COLUMBIA — The problem is far from simple — so far from simple that the Affordable Care Act may or may not be a solution. If Washington University health economist Timothy McBride is correct and 13 percent of the state’s population is uninsured, or some 710,000 people, why are our legislators still screwing around?
And, although Lt. Gov. Peter Kinder is telling us not to buy insurance through "Obamacare," maybe others in the GOP are seeking a state solution — something the legislators rejected last session. The expansion of Medicaid.
State Sen. Gary Romine, R-Farmington, chaired last week’s hearings concerning Medicaid reform and expansion. I do not envy his position, faced with the ultra-right wing anarchists who see Medicaid and the Affordable Care Act as the evil twin, socialist systems that breed dependence on the government, and the rest of us who see both programs as being able to provide much needed health care to at least 300,000 Missourians who now fall in the cracks.

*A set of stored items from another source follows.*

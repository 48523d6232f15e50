use super::{
    GetResult, LookupInResult, MutateInSpec, MutationResult, StoreClient, StoreOptions,
    StoreSemantic,
};
use crate::error::StoreError;
use async_trait::async_trait;
use model::document::{get_path, remove_path, set_path};
use serde_json::{Map, Value, json};
use std::{
    collections::HashMap,
    sync::atomic::{AtomicU64, Ordering},
    time::Instant,
};
use tokio::sync::RwLock;

#[derive(Debug, Clone)]
struct StoredDoc {
    value: Value,
    cas: u64,
    expires_at: Option<Instant>,
}

impl StoredDoc {
    fn is_live(&self) -> bool {
        self.expires_at.is_none_or(|at| at > Instant::now())
    }
}

/// Process-local store honouring the same error contract as a real cluster.
#[derive(Debug, Default)]
pub struct MemoryStore {
    docs: RwLock<HashMap<String, StoredDoc>>,
    cas: AtomicU64,
}

impl MemoryStore {
    pub fn new() -> Self {
        Self::default()
    }

    fn next_cas(&self) -> u64 {
        self.cas.fetch_add(1, Ordering::Relaxed) + 1
    }

    /// Overwrites a document without any semantics checks.
    pub async fn put_raw(&self, key: &str, value: Value) {
        let cas = self.next_cas();
        self.docs.write().await.insert(
            key.to_string(),
            StoredDoc {
                value,
                cas,
                expires_at: None,
            },
        );
    }

    /// Current document body, ignoring expiry.
    pub async fn peek(&self, key: &str) -> Option<Value> {
        self.docs.read().await.get(key).map(|d| d.value.clone())
    }

    pub async fn len(&self) -> usize {
        self.docs
            .read()
            .await
            .values()
            .filter(|d| d.is_live())
            .count()
    }

    pub async fn is_empty(&self) -> bool {
        self.len().await == 0
    }

    fn check_cas(key: &str, doc: &StoredDoc, opts: &StoreOptions) -> Result<(), StoreError> {
        match opts.cas {
            Some(cas) if cas != doc.cas => Err(StoreError::CasMismatch {
                key: key.to_string(),
            }),
            _ => Ok(()),
        }
    }

    fn expiry(opts: &StoreOptions) -> Option<Instant> {
        opts.expiry.map(|ttl| Instant::now() + ttl)
    }

    fn apply_spec(key: &str, doc: &mut Value, spec: &MutateInSpec) -> Result<(), StoreError> {
        let path = spec.path().to_string();
        match spec {
            MutateInSpec::Insert { value, .. } => {
                if get_path(doc, &path).is_some() {
                    return Err(StoreError::PathExists {
                        key: key.to_string(),
                        path,
                    });
                }
                Self::set(key, doc, &path, value.clone())
            }
            MutateInSpec::Upsert { value, .. } => Self::set(key, doc, &path, value.clone()),
            MutateInSpec::Remove { .. } => remove_path(doc, &path)
                .map(|_| ())
                .ok_or(StoreError::PathNotFound {
                    key: key.to_string(),
                    path,
                }),
            MutateInSpec::Increment { delta, .. } => {
                let current = match get_path(doc, &path) {
                    None => 0,
                    Some(v) => v.as_i64().ok_or_else(|| {
                        StoreError::Other(format!("path mismatch | key={key} path={path}"))
                    })?,
                };
                Self::set(key, doc, &path, json!(current + delta))
            }
        }
    }

    fn set(key: &str, doc: &mut Value, path: &str, value: Value) -> Result<(), StoreError> {
        if set_path(doc, path, value) {
            Ok(())
        } else {
            Err(StoreError::Other(format!(
                "path mismatch | key={key} path={path}"
            )))
        }
    }
}

#[async_trait]
impl StoreClient for MemoryStore {
    async fn get(&self, key: &str, _opts: &StoreOptions) -> Result<GetResult, StoreError> {
        let docs = self.docs.read().await;
        match docs.get(key) {
            Some(doc) if doc.is_live() => Ok(GetResult {
                value: doc.value.clone(),
                cas: doc.cas,
            }),
            _ => Err(StoreError::DocumentNotFound {
                key: key.to_string(),
            }),
        }
    }

    async fn insert(
        &self,
        key: &str,
        value: Value,
        opts: &StoreOptions,
    ) -> Result<MutationResult, StoreError> {
        let mut docs = self.docs.write().await;
        if docs.get(key).is_some_and(StoredDoc::is_live) {
            return Err(StoreError::DocumentExists {
                key: key.to_string(),
            });
        }
        let cas = self.next_cas();
        docs.insert(
            key.to_string(),
            StoredDoc {
                value,
                cas,
                expires_at: Self::expiry(opts),
            },
        );
        Ok(MutationResult { cas })
    }

    async fn upsert(
        &self,
        key: &str,
        value: Value,
        opts: &StoreOptions,
    ) -> Result<MutationResult, StoreError> {
        let mut docs = self.docs.write().await;
        if let Some(existing) = docs.get(key).filter(|d| d.is_live()) {
            Self::check_cas(key, existing, opts)?;
        }
        let cas = self.next_cas();
        docs.insert(
            key.to_string(),
            StoredDoc {
                value,
                cas,
                expires_at: Self::expiry(opts),
            },
        );
        Ok(MutationResult { cas })
    }

    async fn remove(&self, key: &str, opts: &StoreOptions) -> Result<MutationResult, StoreError> {
        let mut docs = self.docs.write().await;
        match docs.get(key).filter(|d| d.is_live()) {
            Some(existing) => {
                Self::check_cas(key, existing, opts)?;
                docs.remove(key);
                Ok(MutationResult {
                    cas: self.next_cas(),
                })
            }
            None => Err(StoreError::DocumentNotFound {
                key: key.to_string(),
            }),
        }
    }

    async fn touch(&self, key: &str, opts: &StoreOptions) -> Result<MutationResult, StoreError> {
        let mut docs = self.docs.write().await;
        match docs.get_mut(key).filter(|d| d.is_live()) {
            Some(doc) => {
                doc.expires_at = Self::expiry(opts);
                doc.cas = self.next_cas();
                Ok(MutationResult { cas: doc.cas })
            }
            None => Err(StoreError::DocumentNotFound {
                key: key.to_string(),
            }),
        }
    }

    async fn mutate_in(
        &self,
        key: &str,
        specs: &[MutateInSpec],
        opts: &StoreOptions,
    ) -> Result<MutationResult, StoreError> {
        let mut docs = self.docs.write().await;
        let existing = docs.get(key).filter(|d| d.is_live()).cloned();

        let mut body = match (&existing, opts.semantic) {
            (Some(_), StoreSemantic::Insert) => {
                return Err(StoreError::DocumentExists {
                    key: key.to_string(),
                });
            }
            (Some(doc), _) => {
                Self::check_cas(key, doc, opts)?;
                doc.value.clone()
            }
            (None, StoreSemantic::Replace) => {
                return Err(StoreError::DocumentNotFound {
                    key: key.to_string(),
                });
            }
            (None, _) => Value::Object(Map::new()),
        };

        // All specs apply or none do.
        for spec in specs {
            Self::apply_spec(key, &mut body, spec)?;
        }

        let cas = self.next_cas();
        let expires_at = match (&existing, opts.expiry) {
            (_, Some(_)) => Self::expiry(opts),
            (Some(doc), None) => doc.expires_at,
            (None, None) => None,
        };
        docs.insert(
            key.to_string(),
            StoredDoc {
                value: body,
                cas,
                expires_at,
            },
        );
        Ok(MutationResult { cas })
    }

    async fn lookup_in(
        &self,
        key: &str,
        paths: &[String],
        _opts: &StoreOptions,
    ) -> Result<LookupInResult, StoreError> {
        let docs = self.docs.read().await;
        let doc = docs
            .get(key)
            .filter(|d| d.is_live())
            .ok_or_else(|| StoreError::DocumentNotFound {
                key: key.to_string(),
            })?;
        Ok(LookupInResult {
            cas: doc.cas,
            values: paths
                .iter()
                .map(|p| get_path(&doc.value, p).cloned())
                .collect(),
        })
    }
}

#[cfg(test)]
mod tests {
    use super::*;
    use std::time::Duration;

    fn opts() -> StoreOptions {
        StoreOptions::default()
    }

    #[tokio::test]
    async fn insert_twice_reports_exists() {
        let store = MemoryStore::new();
        store.insert("k", json!({"a": 1}), &opts()).await.unwrap();
        let err = store.insert("k", json!({"a": 2}), &opts()).await.unwrap_err();
        assert!(matches!(err, StoreError::DocumentExists { .. }));
        assert!(err.is_already_present());
        assert_eq!(store.get("k", &opts()).await.unwrap().value, json!({"a": 1}));
    }

    #[tokio::test]
    async fn remove_missing_reports_not_found() {
        let store = MemoryStore::new();
        let err = store.remove("nope", &opts()).await.unwrap_err();
        assert!(err.is_not_found());
        assert_eq!(err.to_string(), "document not found | key=nope");
    }

    #[tokio::test]
    async fn cas_mismatch_rejects_upsert() {
        let store = MemoryStore::new();
        let first = store.upsert("k", json!({}), &opts()).await.unwrap();
        let stale = StoreOptions {
            cas: Some(first.cas + 100),
            ..opts()
        };
        assert!(matches!(
            store.upsert("k", json!({"b": 1}), &stale).await,
            Err(StoreError::CasMismatch { .. })
        ));
    }

    #[tokio::test]
    async fn mutate_in_is_all_or_nothing() {
        let store = MemoryStore::new();
        store
            .insert("k", json!({"sub": {"x": 1}}), &opts())
            .await
            .unwrap();

        let specs = vec![
            MutateInSpec::Upsert {
                path: "sub.y".into(),
                value: json!(2),
            },
            MutateInSpec::Insert {
                path: "sub.x".into(),
                value: json!(3),
            },
        ];
        let err = store.mutate_in("k", &specs, &opts()).await.unwrap_err();
        assert!(matches!(err, StoreError::PathExists { .. }));
        assert_eq!(store.peek("k").await, Some(json!({"sub": {"x": 1}})));
    }

    #[tokio::test]
    async fn mutate_in_upsert_semantic_creates_document() {
        let store = MemoryStore::new();
        let specs = vec![
            MutateInSpec::Insert {
                path: "sub.v".into(),
                value: json!("a"),
            },
            MutateInSpec::Increment {
                path: "_mutated".into(),
                delta: 1,
            },
        ];
        let upsert = opts().with_semantic(StoreSemantic::Upsert);
        store.mutate_in("k", &specs, &upsert).await.unwrap();

        let looked = store
            .lookup_in("k", &["sub.v".to_string(), "missing".to_string()], &opts())
            .await
            .unwrap();
        assert_eq!(looked.values, vec![Some(json!("a")), None]);
        assert_eq!(
            store.peek("k").await.unwrap().get("_mutated"),
            Some(&json!(1))
        );
    }

    #[tokio::test]
    async fn touch_with_elapsed_expiry_hides_document() {
        let store = MemoryStore::new();
        store.insert("k", json!({}), &opts()).await.unwrap();
        store
            .touch("k", &opts().with_expiry(Duration::from_millis(0)))
            .await
            .unwrap();
        tokio::time::sleep(Duration::from_millis(5)).await;
        assert!(store.get("k", &opts()).await.unwrap_err().is_not_found());
        assert!(store.is_empty().await);
    }
}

Not that health care is not available. Family Health Center, Boone County’s clinic, provides what I consider superior health care to the under- and uninsured, many on a sliding affordability scale. And who is paying for this? The taxpayers of the state. If the individual is sick and there is no clinic available, then it is to the emergency room. And when the person cannot pay the bill it falls to the insurance companies who insure you and me. It's one reason our health insurance premiums are so high.
How high? We spend more per capita on health care than the next 10 countries combined, and some can say we are not getting our money’s worth. The World Health Organization ranks the United Sates 37th in the world for quality of health. In fact, the nations with the best health care are those which have some form of universal health care coverage, whether it is a single-payer system or one fashioned as the Affordable Care Act, utilizing private insurance companies in an open market.
I have written before that one of the reasons for poverty in the United States is the loss of manufacturing jobs. That loss of skilled and unskilled labor opportunities has resulted in many more Americans lacking health insurance. As more uninsured Americans' use of clinics and the emergency rooms for basic health care increases, the more insurance premiums go up. The more the premiums go up, the less likely employers are to offer health insurance to their employees.
It is a vicious cycle that will stop only when insurance — affordable insurance — is made available to everyone regardless of an ability to pay. That is the cycle the Affordable Care Act is meant to break. That is the cycle that the expansion of Medicaid is meant to break.
We have socialist systems already in place: Medicare, Medicaid, the Department of Veterans Affairs and other programs that work very well. No program is 100 percent perfect, and someone will always find a method to “beat the system.” My years in the Colorado Division of Insurance have proven to me the unlimited imagination of people who want to “beat the system.” We tend to hear the bad stories not because they are so bad, but because they are so rare — like airplane accidents or train derailments.
It should not be a question as to whether to provide insurance to the uninsured, but how soon we can do it. And not just health insurance but dental insurance as well. Dental emergencies account for more than 41 percent of all emergency department visits in the U.S., and the number has doubled in the past 10 years.
Can you imagine what life would be like if the United States were in the top 10 countries for quality of health and dental care? Could you imagine the thriving economy, the lower unemployment and underemployment rates and the feeling of well-being we have not seen since the 1960s?
While we are reforming our health care laws, let Missouri take the lead and require a standardized health insurance claim form so medical offices can get back to providing health care and not searching through the files to get the correct form with the correct company with the correct coding.
Expanding Medicaid, adding dental insurance to the Affordable Care Act and standardizing the claims form could go a long way to reducing medical and dental costs and keeping Missourians healthy, employed and productive.
David Rosman is an editor, writer, professional speaker and college instructor in communications, ethics, business and politics. He writes a weekly column for the Missourian.